■ **What is being asked**
Output all of the data below exactly as given.

Extracted records:
-- Opening Marker --

// Copyright (c) 2025 woxQAQ
//
// Licensed under the MIT License or Apache License 2.0
// See LICENSE files for details

use tracing::trace;

use super::{MetadataHandler, equal_ignore_null, has_rows};
use crate::error::CatalogResult;
use crate::r#trait::{MetadataSource, RowStream};
use crate::row::{CatalogRow, ColumnRow, PrimaryKeyRow, TableRow};

/// Handler for engines that report the table namespace as the schema
#[derive(Debug, Clone, Copy, Default)]
pub struct DefaultMetadataHandler;

impl DefaultMetadataHandler {
    pub fn new() -> Self {
        Self
    }
}

impl MetadataHandler for DefaultMetadataHandler {
    fn name(&self) -> &'static str {
        "default"
    }

    fn get_columns<'s>(
        &self,
        source: &'s dyn MetadataSource,
        schema: Option<&str>,
        table: &str,
    ) -> CatalogResult<RowStream<'s, ColumnRow>> {
        source.columns(None, schema, table, None)
    }

    fn matches(
        &self,
        row: &ColumnRow,
        schema: Option<&str>,
        table: Option<&str>,
        column: Option<&str>,
    ) -> bool {
        equal_ignore_null(schema, row.table_schem())
            && equal_ignore_null(table, Some(row.table_name()))
            && equal_ignore_null(column, Some(&row.column_name))
    }

    fn schema_name(&self, row: &dyn CatalogRow) -> Option<String> {
        row.table_schem().map(str::to_string)
    }

    fn table_exists(
        &self,
        source: &dyn MetadataSource,
        schema: Option<&str>,
        table: &str,
    ) -> CatalogResult<bool> {
        has_rows(source.tables(None, schema, table, None)?)
    }

    fn get_tables<'s>(
        &self,
        source: &'s dyn MetadataSource,
        schema: Option<&str>,
        table_types: &[String],
    ) -> CatalogResult<RowStream<'s, TableRow>> {
        trace!(
            "get_tables(schema={:?}, table_types={:?})",
            schema, table_types
        );
        source.tables(None, schema, "%", Some(table_types))
    }

    fn get_primary_keys<'s>(
        &self,
        source: &'s dyn MetadataSource,
        schema: Option<&str>,
        table: &str,
    ) -> CatalogResult<RowStream<'s, PrimaryKeyRow>> {
        source.primary_keys(None, schema, table)
    }
}

#[cfg(test)]
mod tests {
    use super::*;

    fn row(catalog: Option<&str>, schema: Option<&str>, table: &str, column: &str) -> ColumnRow {
        ColumnRow {
            table_cat: catalog.map(str::to_string),
            table_schem: schema.map(str::to_string),
            table_name: table.to_string(),
            column_name: column.to_string(),
            ..Default::default()
        }
    }

    #[test]
    fn test_matches_exact_schema_and_table() {
        let handler = DefaultMetadataHandler;
        let row = row(None, Some("DB"), "T1", "ID");
        assert!(handler.matches(&row, Some("DB"), Some("T1"), None));
        assert!(!handler.matches(&row, Some("db"), Some("T1"), None));
        assert!(!handler.matches(&row, Some("DB"), Some("t1"), None));
        assert!(!handler.matches(&row, Some("DB"), Some("T"), None));
    }

    #[test]
    fn test_matches_none_is_wildcard() {
        let handler = DefaultMetadataHandler;
        let row = row(None, Some("DB"), "T1", "ID");
        assert!(handler.matches(&row, None, Some("T1"), None));
        assert!(handler.matches(&row, None, None, None));
        assert!(handler.matches(&row, None, None, Some("ID")));
        assert!(!handler.matches(&row, None, None, Some("NAME")));
    }

    #[test]
    fn test_matches_ignores_catalog() {
        let handler = DefaultMetadataHandler;
        let row = row(Some("DB"), None, "T1", "ID");
        assert!(!handler.matches(&row, Some("DB"), Some("T1"), None));
    }

    #[test]
    fn test_schema_name_is_schema_field() {
        let handler = DefaultMetadataHandler;
        let table = TableRow {
            table_cat: Some("CAT".to_string()),
            table_schem: None,
            table_name: "T1".to_string(),
            table_type: "TABLE".to_string(),
        };
        assert_eq!(handler.schema_name(&table), None);
    }
}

-- Closing Marker --

■ **Problem solution**
// Copyright (c) 2025 woxQAQ
//
// Licensed under the MIT License or Apache License 2.0
// See LICENSE files for details

use tracing::trace;

use super::{MetadataHandler, equal_ignore_null, has_rows};
use crate::error::CatalogResult;
use crate::r#trait::{MetadataSource, RowStream};
use crate::row::{CatalogRow, ColumnRow, PrimaryKeyRow, TableRow};

/// Handler for engines that report the table namespace as the schema
#[derive(Debug, Clone, Copy, Default)]
pub struct DefaultMetadataHandler;

impl DefaultMetadataHandler {
    pub fn new() -> Self {
        Self
    }
}

impl MetadataHandler for DefaultMetadataHandler {
    fn name(&self) -> &'static str {
        "default"
    }

    fn get_columns<'s>(
        &self,
        source: &'s dyn MetadataSource,
        schema: Option<&str>,
        table: &str,
    ) -> CatalogResult<RowStream<'s, ColumnRow>> {
        source.columns(None, schema, table, None)
    }

    fn matches(
        &self,
        row: &ColumnRow,
        schema: Option<&str>,
        table: Option<&str>,
        column: Option<&str>,
    ) -> bool {
        equal_ignore_null(schema, row.table_schem())
            && equal_ignore_null(table, Some(row.table_name()))
            && equal_ignore_null(column, Some(&row.column_name))
    }

    fn schema_name(&self, row: &dyn CatalogRow) -> Option<String> {
        row.table_schem().map(str::to_string)
    }

    fn table_exists(
        &self,
        source: &dyn MetadataSource,
        schema: Option<&str>,
        table: &str,
    ) -> CatalogResult<bool> {
        has_rows(source.tables(None, schema, table, None)?)
    }

    fn get_tables<'s>(
        &self,
        source: &'s dyn MetadataSource,
        schema: Option<&str>,
        table_types: &[String],
    ) -> CatalogResult<RowStream<'s, TableRow>> {
        trace!(
            "get_tables(schema={:?}, table_types={:?})",
            schema, table_types
        );
        source.tables(None, schema, "%", Some(table_types))
    }

    fn get_primary_keys<'s>(
        &self,
        source: &'s dyn MetadataSource,
        schema: Option<&str>,
        table: &str,
    ) -> CatalogResult<RowStream<'s, PrimaryKeyRow>> {
        source.primary_keys(None, schema, table)
    }
}

#[cfg(test)]
mod tests {
    use super::*;

    fn row(catalog: Option<&str>, schema: Option<&str>, table: &str, column: &str) -> ColumnRow {
        ColumnRow {
            table_cat: catalog.map(str::to_string),
            table_schem: schema.map(str::to_string),
            table_name: table.to_string(),
            column_name: column.to_string(),
            ..Default::default()
        }
    }

    #[test]
    fn test_matches_exact_schema_and_table() {
        let handler = DefaultMetadataHandler;
        let row = row(None, Some("DB"), "T1", "ID");
        assert!(handler.matches(&row, Some("DB"), Some("T1"), None));
        assert!(!handler.matches(&row, Some("db"), Some("T1"), None));
        assert!(!handler.matches(&row, Some("DB"), Some("t1"), None));
        assert!(!handler.matches(&row, Some("DB"), Some("T"), None));
    }

    #[test]
    fn test_matches_none_is_wildcard() {
        let handler = DefaultMetadataHandler;
        let row = row(None, Some("DB"), "T1", "ID");
        assert!(handler.matches(&row, None, Some("T1"), None));
        assert!(handler.matches(&row, None, None, None));
        assert!(handler.matches(&row, None, None, Some("ID")));
        assert!(!handler.matches(&row, None, None, Some("NAME")));
    }

    #[test]
    fn test_matches_ignores_catalog() {
        let handler = DefaultMetadataHandler;
        let row = row(Some("DB"), None, "T1", "ID");
        assert!(!handler.matches(&row, Some("DB"), Some("T1"), None));
    }

    #[test]
    fn test_schema_name_is_schema_field() {
        let handler = DefaultMetadataHandler;
        let table = TableRow {
            table_cat: Some("CAT".to_string()),
            table_schem: None,
            table_name: "T1".to_string(),
            table_type: "TABLE".to_string(),
        };
        assert_eq!(handler.schema_name(&table), None);
    }
}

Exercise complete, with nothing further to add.